Utility Solar Market Update
Victor Phan, 30 May 2023
Q1 2023 US UTILITY-SCALE SOLAR MARKET UPDATE1
In 2022, the US solar industry saw a 16% reduction in its installed capacity, with 20.2 GWDC added. This was due to a number of factors, including an anticircumvention investigation, equipment detainments by Customs and Border Protection (CBP), and the enactment of the Inflation Reduction Act (IRA), making it one of the most tumultuous years for the industry. Despite this, solar PV continued to dominate the electricity-generating sector, accounting for 50% of all new capacity additions in 2022, marking the fourth consecutive year in which it has been the top technology for new additions.
Figure 1: New US electricity-generating capacity additions, 2010 - 2022
In Q4 2022, the utility-scale solar segment experienced its strongest quarter for the year, installing 4.3GWDC; Q4 has consistently been the strongest quarter annually. Utility-scale volumes were down 31% in 2022, the largest drop since 2017 when the investment tax credit (ITC) was set to expire. The steady year-over year growth of utility-scale solar came to a halt in 2022, with 11.8GWDC installed for the year, a decrease of 32% compared to 2021, largely due to the aforementioned challenges in the supply chain and trade disruptions.
Figure 2: US utility-scale PV capacity installed by quarter
The passage of the IRA has facilitated confidence in project development and contract negotiations, resulting in over 4.5GWDC of projects being contracted during the fourth quarter; bringing the contracted capacity for 2022 to 26GWDC and total project pipeline to 90.3GWDC. Although this represents a 12% growth over 2021, the continuation of supply chain challenges has resulted in short-term uncertainty.
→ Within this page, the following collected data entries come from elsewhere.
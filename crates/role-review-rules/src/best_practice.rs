//! Best-practice role: security-sensitive patterns.
//!
//! # Detected Patterns
//!
//! - Assignments that look like hardcoded credentials
//! - Bare `except:` clauses
//! - Calls to `eval` and `exec`

use role_review_core::{Issue, NodeKind, Role, RoleChecker, SourceUnit};

/// Lowercase keywords that suggest a credential.
const SECRET_PATTERNS: &[&str] = &[
    "password",
    "secret",
    "api_key",
    "apikey",
    "token",
    "credential",
];

/// Builtins that execute arbitrary code.
const DANGEROUS_CALLS: &[&str] = &["eval", "exec"];

/// Flags hardcoded secrets, bare excepts and dynamic code execution.
#[derive(Debug, Clone, Copy, Default)]
pub struct BestPracticeChecker;

impl BestPracticeChecker {
    /// Creates a new checker.
    #[must_use]
    pub fn new() -> Self {
        Self
    }

    /// Secret keywords found on a line that assigns a string literal and does
    /// not read from the environment.
    fn secret_keywords(line: &str) -> impl Iterator<Item = &'static str> + '_ {
        let assigns_literal = line.contains('=')
            && (line.contains('"') || line.contains('\''))
            && !line.contains("os.getenv")
            && !line.contains("environ");
        let lower = line.to_lowercase();

        SECRET_PATTERNS
            .iter()
            .copied()
            .filter(move |kw| assigns_literal && lower.contains(kw))
    }
}

impl RoleChecker for BestPracticeChecker {
    fn role(&self) -> Role {
        Role::BestPractice
    }

    fn description(&self) -> &'static str {
        "No hardcoded secrets, bare except, eval() or exec()"
    }

    fn check(&self, unit: &SourceUnit) -> Vec<Issue> {
        let file = unit.display_path();
        let mut issues = Vec::new();

        for (number, line) in unit.numbered_lines() {
            for keyword in Self::secret_keywords(line) {
                issues.push(Issue::new(
                    self.role(),
                    file.clone(),
                    number,
                    format!("Possible hardcoded secret: {keyword}"),
                ));
            }
        }

        for node in unit.ast.walk() {
            match &node.kind {
                NodeKind::ExceptHandler { has_type: false } => {
                    issues.push(Issue::new(
                        self.role(),
                        file.clone(),
                        node.start_line,
                        "Avoid bare except, catch specific exceptions",
                    ));
                }
                NodeKind::CallExpr {
                    callee_name: Some(callee),
                } if DANGEROUS_CALLS.contains(&callee.as_str()) => {
                    issues.push(Issue::new(
                        self.role(),
                        file.clone(),
                        node.start_line,
                        format!("Avoid {callee}() \u{2014} security risk"),
                    ));
                }
                _ => {}
            }
        }

        issues
    }
}

#[cfg(test)]
mod tests {
    use super::*;
    use role_review_core::AstNode;

    fn check(content: &str, ast: AstNode) -> Vec<Issue> {
        BestPracticeChecker::new().check(&SourceUnit::new("app/settings.py", content, ast))
    }

    fn messages(issues: &[Issue]) -> Vec<&str> {
        issues.iter().map(|i| i.message.as_str()).collect()
    }

    #[test]
    fn hardcoded_token() {
        let issues = check("TOKEN = \"abc123\"\n", AstNode::module(vec![]));
        assert_eq!(messages(&issues), vec!["Possible hardcoded secret: token"]);
        assert_eq!(issues[0].line, 1);
    }

    #[test]
    fn token_from_environment_passes() {
        let content = "TOKEN = os.getenv(\"TOKEN\")\nPASSWORD = os.environ['PASSWORD']\n";
        assert!(check(content, AstNode::module(vec![])).is_empty());
    }

    #[test]
    fn no_literal_no_secret() {
        let content = "token = load_token()\nif password == expected:\n";
        assert!(check(content, AstNode::module(vec![])).is_empty());
    }

    #[test]
    fn one_issue_per_matching_keyword() {
        let issues = check("secret_api_key = 'x'\n", AstNode::module(vec![]));
        assert_eq!(
            messages(&issues),
            vec![
                "Possible hardcoded secret: secret",
                "Possible hardcoded secret: api_key",
            ]
        );
    }

    #[test]
    fn bare_except_and_eval() {
        let ast = AstNode::module(vec![
            AstNode::new(NodeKind::Other, 1).with_children(vec![
                AstNode::new(NodeKind::ExceptHandler { has_type: true }, 3),
                AstNode::new(NodeKind::ExceptHandler { has_type: false }, 5),
            ]),
            AstNode::call("eval", 8),
        ]);
        let issues = check("", ast);
        assert_eq!(issues.len(), 2);

        let mut found = messages(&issues);
        found.sort_unstable();
        assert_eq!(
            found,
            vec![
                "Avoid bare except, catch specific exceptions",
                "Avoid eval() \u{2014} security risk",
            ]
        );
    }

    #[test]
    fn exec_is_flagged_by_name() {
        let issues = check("", AstNode::module(vec![AstNode::call("exec", 2)]));
        insta::assert_snapshot!(issues[0].to_string(), @"app/settings.py:2: [best_practice] Avoid exec() — security risk");
    }
}
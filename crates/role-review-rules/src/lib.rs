//! # role-review-rules
//!
//! Built-in review roles for role-review.
//!
//! ## Available Roles
//!
//! | Role | Checker | Checks |
//! |------|---------|--------|
//! | `dev` | [`DevChecker`] | File length, `print()`, function length and arity |
//! | `tester` | [`TesterChecker`] | `assert` outside test files |
//! | `reviewer` | [`ReviewerChecker`] | Commented-out code, unattributed TODOs, return annotations |
//! | `best_practice` | [`BestPracticeChecker`] | Hardcoded secrets, bare `except`, `eval`/`exec` |
//! | `architect` | [`ArchitectChecker`] | Classes, methods and imports per file; routes without OpenAPI |
//!
//! ## Usage
//!
//! ```ignore
//! use role_review_core::{Analyzer, Config};
//! use role_review_py::PythonParser;
//!
//! let config = Config::default();
//! let analyzer = Analyzer::builder()
//!     .parser(PythonParser::new())
//!     .registry(role_review_rules::default_registry(&config)?)
//!     .config(config)
//!     .build()?;
//! ```

#![forbid(unsafe_code)]
#![warn(missing_docs)]

mod architect;
mod best_practice;
mod dev;
mod presets;
mod reviewer;
mod tester;

pub use architect::ArchitectChecker;
pub use best_practice::BestPracticeChecker;
pub use dev::DevChecker;
pub use presets::{all_checkers, checker_for, default_registry, registry_for};
pub use reviewer::ReviewerChecker;
pub use tester::TesterChecker;

/// Re-export core types for convenience.
pub use role_review_core::{Issue, Role, RoleChecker};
The industry is expected to recover in 2023 and 2024 with continued supply chain challenges being more than offset by strong corporate and utility procurement driving high demand for utility-scale solar and the impact of the IRA coming into effect. In terms of constraint, Wood Mackenzie predicts that module supply concerns will clear by H2 2023, but CBP scrutiny on Tier 2 and small-scale orders will continue to constrain module supply. In terms of drivers, the IRA has added industry certainty and improved the attractiveness of solar investments, with solar Levelised Cost of Energy (LCOE) becoming even more competitive due to tax credit adders and Production Tax Credit (PTC) use.
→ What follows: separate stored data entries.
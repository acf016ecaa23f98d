use anyhow::{Context, Result};
use bytemuck::{Pod, Zeroable};
use glbridge_engine::core::{App, AppControl, FrameCtx};
use glbridge_engine::device::GlContext;
use glbridge_engine::gl::{BufferTarget, BufferUsage, GlApi, PrimitiveMode};
use glbridge_engine::handle::{BufferHandle, ProgramHandle, VertexArrayHandle};
use glbridge_engine::surface::BackingSize;

use crate::shaders;

/// 2D clip-space vertex.
#[repr(C)]
#[derive(Debug, Copy, Clone, PartialEq, Pod, Zeroable)]
pub struct Vertex {
    pub position: [f32; 2],
}

/// Right triangle with its corner at the clip-space origin.
pub const TRIANGLE: [Vertex; 3] = [
    Vertex { position: [0.0, 0.0] },
    Vertex { position: [0.0, 1.0] },
    Vertex { position: [1.0, 0.0] },
];

/// Default host callback: draws the bound triangle.
#[derive(Debug, Copy, Clone, Default)]
pub struct DrawTriangle;

impl<G: GlApi> App<G> for DrawTriangle {
    fn on_frame(&mut self, ctx: &mut FrameCtx<'_, G>) -> AppControl {
        ctx.draw_arrays(PrimitiveMode::Triangles, 0, TRIANGLE.len() as i32);
        AppControl::Continue
    }
}

/// GPU objects for the demo triangle plus the host callback run every frame.
///
/// Each frame binds the program and vertex array, then hands control to
/// `host`.
pub struct TriangleDemo<H> {
    program: ProgramHandle,
    buffer: BufferHandle,
    vertex_array: VertexArrayHandle,
    host: H,
}

impl<H> TriangleDemo<H> {
    /// Compiles the shaders and uploads [`TRIANGLE`].
    ///
    /// A compile or link failure is returned and nothing is left registered
    /// in `gl`; the loop must not be started with a broken program.
    pub fn new<G: GlApi>(gl: &mut GlContext<G>, host: H) -> Result<Self> {
        let program = gl
            .compile_program(shaders::VERTEX, shaders::FRAGMENT)
            .context("failed to build the triangle program")?;

        match Self::upload(gl, program) {
            Ok((buffer, vertex_array)) => {
                log::info!("triangle demo ready");
                Ok(Self {
                    program,
                    buffer,
                    vertex_array,
                    host,
                })
            }
            Err(err) => {
                gl.delete_program(program);
                Err(err)
            }
        }
    }

    fn upload<G: GlApi>(
        gl: &mut GlContext<G>,
        program: ProgramHandle,
    ) -> Result<(BufferHandle, VertexArrayHandle)> {
        let location = gl
            .attrib_location(program, shaders::POSITION_ATTRIBUTE)?
            .with_context(|| format!("`{}` is not an active attribute", shaders::POSITION_ATTRIBUTE))?;

        let buffer = gl.create_buffer()?;
        if let Err(err) = gl.buffer_data_pod(buffer, BufferTarget::Array, &TRIANGLE, BufferUsage::StaticDraw) {
            gl.delete_buffer(buffer);
            return Err(err.into());
        }

        let vertex_array = match gl.create_vertex_array() {
            Ok(vao) => vao,
            Err(err) => {
                gl.delete_buffer(buffer);
                return Err(err.into());
            }
        };
        if let Err(err) = gl.bind_vertex_array(Some(vertex_array)) {
            gl.delete_vertex_array(vertex_array);
            gl.delete_buffer(buffer);
            return Err(err.into());
        }
        gl.vertex_attrib_f32(location, 2);

        Ok((buffer, vertex_array))
    }

    pub fn program(&self) -> ProgramHandle {
        self.program
    }

    pub fn vertex_array(&self) -> VertexArrayHandle {
        self.vertex_array
    }

    /// Deletes the demo's GPU objects.
    pub fn release<G: GlApi>(self, gl: &mut GlContext<G>) -> H {
        gl.delete_vertex_array(self.vertex_array);
        gl.delete_buffer(self.buffer);
        gl.delete_program(self.program);
        self.host
    }
}

impl<G, H> App<G> for TriangleDemo<H>
where
    G: GlApi,
    H: App<G>,
{
    fn on_resize(&mut self, size: BackingSize) {
        log::debug!("canvas resized to {}x{}", size.width, size.height);
        self.host.on_resize(size);
    }

    fn on_frame(&mut self, ctx: &mut FrameCtx<'_, G>) -> AppControl {
        let bound = ctx
            .gl
            .use_program(Some(self.program))
            .and_then(|()| ctx.gl.bind_vertex_array(Some(self.vertex_array)));

        if let Err(err) = bound {
            log::error!("triangle objects are gone, stopping: {err}");
            return AppControl::Exit;
        }

        self.host.on_frame(ctx)
    }
}

#[cfg(test)]
mod tests {
    use glbridge_engine::gl::{GlCall, RecordingGl, ShaderKind};
    use glbridge_engine::runtime::FrameDriver;
    use glbridge_engine::surface::FakeCanvas;
    use glbridge_engine::{BridgeError, ShaderError, ShaderStage};

    use super::*;

    #[test]
    fn setup_uploads_triangle_into_vertex_array() {
        let mut gl = GlContext::new(RecordingGl::new());
        let demo = TriangleDemo::new(&mut gl, DrawTriangle).unwrap();

        assert!(gl.programs().contains(demo.program()));
        assert!(gl.vertex_arrays().contains(demo.vertex_array()));

        let calls = gl.gl().calls();
        assert!(calls.contains(&GlCall::BufferData {
            target: BufferTarget::Array,
            len: 24,
            usage: BufferUsage::StaticDraw,
        }));
        assert!(calls.contains(&GlCall::EnableVertexAttribArray(0)));
        assert!(calls.contains(&GlCall::VertexAttribPointer {
            location: 0,
            components: 2,
            stride: 0,
            offset: 0,
        }));
    }

    #[test]
    fn compile_failure_is_returned_with_stage() {
        let mut gl = GlContext::new(RecordingGl::new().failing_compile(ShaderKind::Fragment));
        let err = TriangleDemo::new(&mut gl, DrawTriangle).err().unwrap();

        let bridge = err.downcast_ref::<BridgeError>().unwrap();
        assert!(matches!(
            bridge,
            BridgeError::Shader(ShaderError {
                stage: ShaderStage::Compile(ShaderKind::Fragment),
                ..
            })
        ));
        assert!(gl.programs().is_empty());
    }

    #[test]
    fn link_failure_leaves_nothing_registered() {
        let mut gl = GlContext::new(RecordingGl::new().failing_link());
        assert!(TriangleDemo::new(&mut gl, DrawTriangle).is_err());
        assert!(gl.programs().is_empty());
        assert!(gl.buffers().is_empty());
        assert_eq!(gl.gl().count(|c| matches!(c, GlCall::UseProgram(_))), 0);
    }

    #[test]
    fn missing_position_attribute_releases_program() {
        let mut gl = GlContext::new(RecordingGl::new().with_attributes(&[]));
        let err = TriangleDemo::new(&mut gl, DrawTriangle).err().unwrap();

        assert!(err.to_string().contains("a_position"));
        assert!(gl.programs().is_empty());
    }

    #[test]
    fn failed_vertex_array_leaves_nothing_registered() {
        let mut gl = GlContext::new(RecordingGl::new().refusing_vertex_arrays());
        let err = TriangleDemo::new(&mut gl, DrawTriangle).err().unwrap();

        assert!(matches!(err.downcast_ref::<BridgeError>(), Some(BridgeError::ObjectCreation(_))));
        assert!(gl.programs().is_empty());
        assert!(gl.buffers().is_empty());
        assert!(gl.vertex_arrays().is_empty());
        assert_eq!(gl.gl().count(|c| matches!(c, GlCall::DeleteBuffer(_))), 1);
    }

    #[test]
    fn frame_binds_then_draws() {
        let mut gl = GlContext::new(RecordingGl::new());
        let mut canvas = FakeCanvas::new(300.0, 150.0, 2.0);
        let mut demo = TriangleDemo::new(&mut gl, DrawTriangle).unwrap();
        let mut driver = FrameDriver::default();
        gl.gl().take_calls();

        assert_eq!(driver.frame(&mut gl, &mut canvas, &mut demo), AppControl::Continue);

        let calls = gl.gl().calls();
        assert_eq!(calls.len(), 6);
        assert_eq!(calls[0], GlCall::Viewport { x: 0, y: 0, width: 600, height: 300 });
        assert!(matches!(calls[3], GlCall::UseProgram(Some(_))));
        assert!(matches!(calls[4], GlCall::BindVertexArray(Some(_))));
        assert_eq!(
            calls[5],
            GlCall::DrawArrays { mode: PrimitiveMode::Triangles, first: 0, count: 3 }
        );
    }

    #[test]
    fn released_objects_stop_the_loop() {
        let mut gl = GlContext::new(RecordingGl::new());
        let mut canvas = FakeCanvas::new(10.0, 10.0, 1.0);
        let mut demo = TriangleDemo::new(&mut gl, DrawTriangle).unwrap();
        let mut driver = FrameDriver::default();

        gl.delete_program(demo.program());
        assert_eq!(driver.frame(&mut gl, &mut canvas, &mut demo), AppControl::Exit);
        assert_eq!(gl.gl().count(|c| matches!(c, GlCall::DrawArrays { .. })), 0);
    }

    #[test]
    fn release_deletes_everything() {
        let mut gl = GlContext::new(RecordingGl::new());
        let demo = TriangleDemo::new(&mut gl, DrawTriangle).unwrap();
        demo.release(&mut gl);

        assert!(gl.programs().is_empty());
        assert!(gl.buffers().is_empty());
        assert!(gl.vertex_arrays().is_empty());
    }

    #[test]
    fn clear_pulses_across_frames() {
        let mut gl = GlContext::new(RecordingGl::new());
        let mut canvas = FakeCanvas::new(10.0, 10.0, 1.0);
        let mut demo = TriangleDemo::new(&mut gl, DrawTriangle).unwrap();
        let mut driver = FrameDriver::default();

        for _ in 0..1_000 {
            driver.frame(&mut gl, &mut canvas, &mut demo);
        }

        let levels: Vec<f32> = gl
            .gl()
            .calls()
            .iter()
            .filter_map(|c| match c {
                GlCall::ClearColor([r, ..]) => Some(*r),
                _ => None,
            })
            .collect();
        assert_eq!(levels.len(), 1_000);
        assert!(levels.iter().all(|l| (0.0..=1.0).contains(l)));
        assert!(levels.contains(&1.0));
    }
}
Figure 3: US utility-scale PV capacity installed and forecasted by year
The full impact of the IRA is expected to be felt in 2025 once supply conditions stabilize and market participants become familiar with implementation mechanisms. Tax equity availability will be critical in the medium-term, as capex-intensive projects, such as carbon capture and hydrogen production technologies, enter the market. The utility-scale segment is projected to exceed 40 GWDC of annual capacity by 2028 and 50 GWDC by 2031. Long-term growth will depend on site availability, transmission development, and interconnection timelines and costs.
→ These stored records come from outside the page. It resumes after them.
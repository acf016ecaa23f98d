use crate::device::GlContext;
use crate::error::{BridgeError, Result};
use crate::gl::{GlApi, INVALID_INDEX};
use crate::handle::ProgramHandle;

impl<G: GlApi> GlContext<G> {
    /// Index of the uniform block `name` in `program`, `None` if the program
    /// has no such active block.
    pub fn uniform_block_index(&self, program: ProgramHandle, name: &str) -> Result<Option<u32>> {
        let p = self.programs.resolve(program)?;
        let index = self.gl().uniform_block_index(p, name);
        if index == INVALID_INDEX {
            log::debug!("uniform block `{name}` not found");
            return Ok(None);
        }
        Ok(Some(index))
    }

    /// Assigns uniform block `index` of `program` to binding point `binding`.
    ///
    /// Indices past the program's active block count, including
    /// [`INVALID_INDEX`], are rejected instead of being forwarded.
    pub fn uniform_block_binding(
        &self,
        program: ProgramHandle,
        index: u32,
        binding: u32,
    ) -> Result<()> {
        let p = self.programs.resolve(program)?;
        let active = self.gl().active_uniform_blocks(p);
        if index >= active {
            log::warn!("uniform block index {index} rejected ({active} active)");
            return Err(BridgeError::UniformBlockOutOfRange { index, active });
        }
        self.gl().uniform_block_binding(p, index, binding);
        Ok(())
    }

    /// Looks up `name` and binds it to `binding` in one step.
    ///
    /// A missing block is reported as out of range with the sentinel index.
    pub fn bind_uniform_buffer(
        &self,
        program: ProgramHandle,
        name: &str,
        binding: u32,
    ) -> Result<()> {
        let index = self
            .uniform_block_index(program, name)?
            .unwrap_or(INVALID_INDEX);
        self.uniform_block_binding(program, index, binding)
    }
}
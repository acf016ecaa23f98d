use super::{BackingSize, CanvasSurface};

/// In-memory canvas that counts backing-store writes.
///
/// The backing store starts at the HTML default of 300x150.
#[derive(Debug, Clone)]
pub struct FakeCanvas {
    css: (f64, f64),
    ratio: f64,
    backing: BackingSize,
    writes: usize,
}

impl FakeCanvas {
    pub fn new(css_width: f64, css_height: f64, device_pixel_ratio: f64) -> Self {
        Self {
            css: (css_width, css_height),
            ratio: device_pixel_ratio,
            backing: BackingSize::new(300, 150),
            writes: 0,
        }
    }

    pub fn set_css_size(&mut self, width: f64, height: f64) {
        self.css = (width, height);
    }

    pub fn set_device_pixel_ratio(&mut self, ratio: f64) {
        self.ratio = ratio;
    }

    /// Number of `set_backing_*` calls so far.
    pub fn writes(&self) -> usize {
        self.writes
    }
}

impl CanvasSurface for FakeCanvas {
    fn css_size(&self) -> (f64, f64) {
        self.css
    }

    fn device_pixel_ratio(&self) -> f64 {
        self.ratio
    }

    fn backing_size(&self) -> BackingSize {
        self.backing
    }

    fn set_backing_width(&mut self, width: u32) {
        self.backing.width = width;
        self.writes += 1;
    }

    fn set_backing_height(&mut self, height: u32) {
        self.backing.height = height;
        self.writes += 1;
    }
}
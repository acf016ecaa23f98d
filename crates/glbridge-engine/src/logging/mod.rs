//! Logging utilities.
//!
//! This module centralizes logger initialization. Everything else logs through
//! the standard `log` facade; the backend is `env_logger` natively and the
//! browser console on wasm32.

mod init;

pub use init::{LoggingConfig, init_logging};
//! GL context ownership.
//!
//! This module is responsible for:
//! - creating the WebGL2 context from a canvas element (wasm32)
//! - owning the GL API object together with the per-kind handle tables
//! - creating, compiling and releasing GPU objects on behalf of host code

mod context;
mod init;
#[cfg(target_arch = "wasm32")]
mod web;

pub use context::GlContext;
pub use init::{ContextInit, PowerPreference};
#[cfg(target_arch = "wasm32")]
pub use web::create_webgl2_context;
Despite challenges in the procurement process, Wood Mackenzie's base case projections suggest that around 139GWDC of new utility-scale installations will be added between 2023 and 2027, with a total of 429GWDC added over the next 11 years. Demand for utility-scale solar will continue to be strong during this period, with both corporations and utilities showing significant interest.